Content starts

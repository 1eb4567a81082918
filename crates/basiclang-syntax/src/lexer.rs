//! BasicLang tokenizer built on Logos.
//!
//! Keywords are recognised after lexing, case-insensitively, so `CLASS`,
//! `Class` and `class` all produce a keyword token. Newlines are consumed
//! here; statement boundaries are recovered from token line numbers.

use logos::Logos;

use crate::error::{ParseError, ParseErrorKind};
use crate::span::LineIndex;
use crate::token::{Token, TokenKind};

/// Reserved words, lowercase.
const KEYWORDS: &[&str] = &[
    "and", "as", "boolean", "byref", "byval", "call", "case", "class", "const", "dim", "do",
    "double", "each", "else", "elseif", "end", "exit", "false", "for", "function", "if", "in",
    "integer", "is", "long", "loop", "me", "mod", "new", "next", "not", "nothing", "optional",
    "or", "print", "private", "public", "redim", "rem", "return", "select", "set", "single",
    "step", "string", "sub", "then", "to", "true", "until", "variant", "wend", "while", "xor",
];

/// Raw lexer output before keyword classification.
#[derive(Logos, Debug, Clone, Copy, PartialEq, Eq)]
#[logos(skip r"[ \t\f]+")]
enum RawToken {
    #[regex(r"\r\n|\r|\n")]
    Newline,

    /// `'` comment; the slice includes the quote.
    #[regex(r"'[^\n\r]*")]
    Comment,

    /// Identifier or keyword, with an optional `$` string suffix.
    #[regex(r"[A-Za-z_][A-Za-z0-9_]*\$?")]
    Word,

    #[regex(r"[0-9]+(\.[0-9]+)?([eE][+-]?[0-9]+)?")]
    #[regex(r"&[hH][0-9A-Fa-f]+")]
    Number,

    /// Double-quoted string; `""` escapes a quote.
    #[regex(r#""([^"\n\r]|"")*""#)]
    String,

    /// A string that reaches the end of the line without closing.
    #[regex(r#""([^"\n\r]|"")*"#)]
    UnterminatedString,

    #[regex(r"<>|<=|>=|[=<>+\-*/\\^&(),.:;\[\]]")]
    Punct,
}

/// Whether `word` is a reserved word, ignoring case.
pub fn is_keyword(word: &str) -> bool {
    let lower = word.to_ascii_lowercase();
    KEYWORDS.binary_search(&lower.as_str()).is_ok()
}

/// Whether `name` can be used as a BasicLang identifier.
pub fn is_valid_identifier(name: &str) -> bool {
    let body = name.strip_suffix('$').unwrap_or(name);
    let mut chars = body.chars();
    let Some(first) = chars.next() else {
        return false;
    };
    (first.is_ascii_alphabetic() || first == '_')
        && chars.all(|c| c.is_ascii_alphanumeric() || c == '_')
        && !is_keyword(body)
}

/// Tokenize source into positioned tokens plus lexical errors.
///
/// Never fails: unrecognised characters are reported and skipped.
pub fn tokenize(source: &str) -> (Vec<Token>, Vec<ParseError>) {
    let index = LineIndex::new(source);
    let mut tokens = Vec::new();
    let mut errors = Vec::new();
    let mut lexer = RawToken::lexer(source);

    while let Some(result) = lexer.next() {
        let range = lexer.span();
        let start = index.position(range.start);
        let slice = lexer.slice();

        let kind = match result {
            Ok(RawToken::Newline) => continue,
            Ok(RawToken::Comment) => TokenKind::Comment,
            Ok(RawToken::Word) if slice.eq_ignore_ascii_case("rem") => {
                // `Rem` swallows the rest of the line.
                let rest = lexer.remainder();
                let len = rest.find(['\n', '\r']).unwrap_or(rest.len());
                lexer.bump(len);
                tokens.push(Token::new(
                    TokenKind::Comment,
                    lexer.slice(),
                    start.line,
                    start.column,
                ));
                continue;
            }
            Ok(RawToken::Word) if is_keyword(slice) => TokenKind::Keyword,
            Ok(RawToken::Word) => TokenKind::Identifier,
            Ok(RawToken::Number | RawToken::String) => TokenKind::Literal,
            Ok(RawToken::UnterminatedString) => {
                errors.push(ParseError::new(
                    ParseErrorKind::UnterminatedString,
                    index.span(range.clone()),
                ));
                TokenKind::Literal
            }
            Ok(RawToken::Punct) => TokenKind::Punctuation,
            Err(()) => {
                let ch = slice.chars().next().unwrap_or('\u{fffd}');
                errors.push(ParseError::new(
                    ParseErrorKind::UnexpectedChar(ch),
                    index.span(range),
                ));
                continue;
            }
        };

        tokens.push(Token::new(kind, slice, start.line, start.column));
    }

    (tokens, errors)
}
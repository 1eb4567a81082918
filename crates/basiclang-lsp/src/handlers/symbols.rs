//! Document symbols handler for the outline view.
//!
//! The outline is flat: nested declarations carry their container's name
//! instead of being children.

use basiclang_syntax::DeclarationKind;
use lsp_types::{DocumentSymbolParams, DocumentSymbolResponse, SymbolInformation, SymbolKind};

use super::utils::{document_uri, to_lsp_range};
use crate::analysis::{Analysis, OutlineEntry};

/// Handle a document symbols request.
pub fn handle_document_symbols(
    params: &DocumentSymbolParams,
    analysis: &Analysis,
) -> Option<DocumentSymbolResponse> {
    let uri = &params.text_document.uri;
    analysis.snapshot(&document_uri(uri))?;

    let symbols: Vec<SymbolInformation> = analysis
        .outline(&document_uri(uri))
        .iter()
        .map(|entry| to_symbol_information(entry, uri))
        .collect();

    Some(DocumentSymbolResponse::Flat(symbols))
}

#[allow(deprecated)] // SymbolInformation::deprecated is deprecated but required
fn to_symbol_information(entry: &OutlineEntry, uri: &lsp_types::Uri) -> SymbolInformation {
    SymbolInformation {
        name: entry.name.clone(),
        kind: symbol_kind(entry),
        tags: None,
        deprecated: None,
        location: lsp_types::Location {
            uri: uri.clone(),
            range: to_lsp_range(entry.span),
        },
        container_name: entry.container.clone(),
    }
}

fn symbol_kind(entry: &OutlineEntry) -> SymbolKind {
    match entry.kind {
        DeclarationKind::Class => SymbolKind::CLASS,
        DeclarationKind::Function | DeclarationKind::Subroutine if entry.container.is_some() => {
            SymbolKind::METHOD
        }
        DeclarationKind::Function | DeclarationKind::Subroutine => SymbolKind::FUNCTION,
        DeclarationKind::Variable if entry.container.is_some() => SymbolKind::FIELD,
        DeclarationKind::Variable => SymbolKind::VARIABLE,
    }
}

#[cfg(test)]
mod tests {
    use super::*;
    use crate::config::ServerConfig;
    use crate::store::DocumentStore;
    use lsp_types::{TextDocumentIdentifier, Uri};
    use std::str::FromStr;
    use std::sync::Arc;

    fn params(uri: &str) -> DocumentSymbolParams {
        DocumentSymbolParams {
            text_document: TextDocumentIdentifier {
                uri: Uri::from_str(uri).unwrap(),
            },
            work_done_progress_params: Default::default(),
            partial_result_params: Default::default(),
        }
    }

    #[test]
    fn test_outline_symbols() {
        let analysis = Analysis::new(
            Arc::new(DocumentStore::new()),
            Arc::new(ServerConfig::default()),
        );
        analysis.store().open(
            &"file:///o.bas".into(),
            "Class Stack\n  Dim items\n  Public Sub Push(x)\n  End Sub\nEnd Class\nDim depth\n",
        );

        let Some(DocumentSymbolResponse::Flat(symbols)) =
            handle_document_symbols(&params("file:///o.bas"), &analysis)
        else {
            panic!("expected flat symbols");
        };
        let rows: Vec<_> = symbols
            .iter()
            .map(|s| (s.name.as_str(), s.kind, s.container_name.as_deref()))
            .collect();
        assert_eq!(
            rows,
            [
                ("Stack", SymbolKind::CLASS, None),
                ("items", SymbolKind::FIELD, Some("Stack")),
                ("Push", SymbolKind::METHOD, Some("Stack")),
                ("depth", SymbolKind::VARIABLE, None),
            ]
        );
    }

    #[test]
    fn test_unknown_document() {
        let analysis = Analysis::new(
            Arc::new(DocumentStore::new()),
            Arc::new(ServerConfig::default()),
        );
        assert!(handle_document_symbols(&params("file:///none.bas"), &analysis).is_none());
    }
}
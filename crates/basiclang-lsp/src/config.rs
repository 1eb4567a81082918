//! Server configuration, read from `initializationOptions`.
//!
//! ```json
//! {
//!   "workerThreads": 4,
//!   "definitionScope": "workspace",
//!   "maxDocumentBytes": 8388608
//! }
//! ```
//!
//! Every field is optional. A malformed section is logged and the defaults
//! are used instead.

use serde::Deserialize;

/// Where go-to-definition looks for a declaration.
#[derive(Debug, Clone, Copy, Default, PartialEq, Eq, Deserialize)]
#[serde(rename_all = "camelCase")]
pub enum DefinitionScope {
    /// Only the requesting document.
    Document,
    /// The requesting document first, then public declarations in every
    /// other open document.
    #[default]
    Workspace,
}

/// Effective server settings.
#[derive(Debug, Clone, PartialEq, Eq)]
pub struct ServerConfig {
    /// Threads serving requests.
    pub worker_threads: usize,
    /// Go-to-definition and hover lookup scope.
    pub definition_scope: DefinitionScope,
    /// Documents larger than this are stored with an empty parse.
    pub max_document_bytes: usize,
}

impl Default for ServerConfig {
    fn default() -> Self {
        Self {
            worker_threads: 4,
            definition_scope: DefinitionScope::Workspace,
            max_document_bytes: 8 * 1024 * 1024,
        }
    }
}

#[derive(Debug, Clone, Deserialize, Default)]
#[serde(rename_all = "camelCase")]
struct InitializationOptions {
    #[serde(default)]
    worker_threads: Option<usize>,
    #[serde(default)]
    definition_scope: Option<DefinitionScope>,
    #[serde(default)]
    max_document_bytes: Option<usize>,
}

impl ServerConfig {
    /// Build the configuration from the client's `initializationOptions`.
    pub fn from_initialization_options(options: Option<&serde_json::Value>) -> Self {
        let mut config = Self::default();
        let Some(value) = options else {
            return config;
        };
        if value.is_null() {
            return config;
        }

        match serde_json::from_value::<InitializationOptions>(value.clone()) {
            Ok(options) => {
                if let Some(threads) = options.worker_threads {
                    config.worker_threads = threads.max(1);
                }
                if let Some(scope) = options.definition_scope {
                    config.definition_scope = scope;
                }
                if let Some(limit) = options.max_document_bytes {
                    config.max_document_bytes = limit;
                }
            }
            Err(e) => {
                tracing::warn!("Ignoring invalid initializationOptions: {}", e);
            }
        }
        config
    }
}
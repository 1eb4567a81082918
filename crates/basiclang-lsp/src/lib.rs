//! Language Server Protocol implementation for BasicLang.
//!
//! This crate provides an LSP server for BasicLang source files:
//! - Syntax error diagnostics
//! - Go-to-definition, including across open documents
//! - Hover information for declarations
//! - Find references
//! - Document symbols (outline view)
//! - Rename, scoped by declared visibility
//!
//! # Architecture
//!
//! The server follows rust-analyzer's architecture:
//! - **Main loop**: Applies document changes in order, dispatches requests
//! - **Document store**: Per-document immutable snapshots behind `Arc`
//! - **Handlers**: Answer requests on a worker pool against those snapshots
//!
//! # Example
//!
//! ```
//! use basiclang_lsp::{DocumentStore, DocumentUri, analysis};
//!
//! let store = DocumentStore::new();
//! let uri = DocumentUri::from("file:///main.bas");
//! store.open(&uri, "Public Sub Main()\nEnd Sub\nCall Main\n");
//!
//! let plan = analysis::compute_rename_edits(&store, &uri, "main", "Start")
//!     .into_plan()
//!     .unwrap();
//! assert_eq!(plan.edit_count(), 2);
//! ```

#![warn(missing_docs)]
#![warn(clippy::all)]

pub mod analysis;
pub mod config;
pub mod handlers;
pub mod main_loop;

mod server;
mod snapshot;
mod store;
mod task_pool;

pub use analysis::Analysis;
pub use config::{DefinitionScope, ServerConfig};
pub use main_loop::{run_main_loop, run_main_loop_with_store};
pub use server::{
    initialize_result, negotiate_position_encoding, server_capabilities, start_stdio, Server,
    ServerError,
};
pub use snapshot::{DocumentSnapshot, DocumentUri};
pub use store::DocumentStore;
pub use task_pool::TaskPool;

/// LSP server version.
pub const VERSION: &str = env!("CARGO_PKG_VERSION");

Content ends

Each line above with the string "requests" in it should be located and copied.

    /// Threads serving requests.
//! - **Main loop**: Applies document changes in order, dispatches requests
//! - **Handlers**: Answer requests on a worker pool against those snapshots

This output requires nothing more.